(Dataset)

//! Host Runtime - drives a context hierarchy through refresh → wait → close.

use tokio_util::sync::CancellationToken;

use super::hierarchy::{ContextHierarchy, HierarchyError};

/// Owns a [`ContextHierarchy`] for the lifetime of a host process.
pub struct HostRuntime {
    hierarchy: ContextHierarchy,
    cancel: CancellationToken,
}

impl HostRuntime {
    pub fn new(hierarchy: ContextHierarchy, cancel: CancellationToken) -> Self {
        Self { hierarchy, cancel }
    }

    pub fn hierarchy(&self) -> &ContextHierarchy {
        &self.hierarchy
    }

    /// REFRESH phase: root first, then children in declaration order.
    fn run_refresh_phase(&self) -> Result<(), HierarchyError> {
        tracing::info!("Phase: refresh");
        self.hierarchy.refresh_all()?;
        tracing::info!(
            root = %self.hierarchy.root().display_name(),
            children = self.hierarchy.children().count(),
            "hierarchy active"
        );
        Ok(())
    }

    /// CLOSE phase: children in reverse order, then the root.
    ///
    /// Errors are logged but do not fail the shutdown process.
    fn run_close_phase(&self) {
        tracing::info!("Phase: close");
        self.hierarchy.close_all();
    }

    /// Run the full lifecycle: refresh → wait → close.
    pub async fn run_full_cycle(self) -> anyhow::Result<()> {
        self.run_refresh_phase()?;

        self.cancel.cancelled().await;

        self.run_close_phase();
        Ok(())
    }
}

(End Dataset)

_What is being asked_: Could you print, word for word, the line containing "self.hierarchy.close_all();" and every line after it through the end of the records, and nothing else?

_Response area_:
        self.hierarchy.close_all();
    }

    /// Run the full lifecycle: refresh → wait → close.
    pub async fn run_full_cycle(self) -> anyhow::Result<()> {
        self.run_refresh_phase()?;

        self.cancel.cancelled().await;

        self.run_close_phase();
        Ok(())
    }
}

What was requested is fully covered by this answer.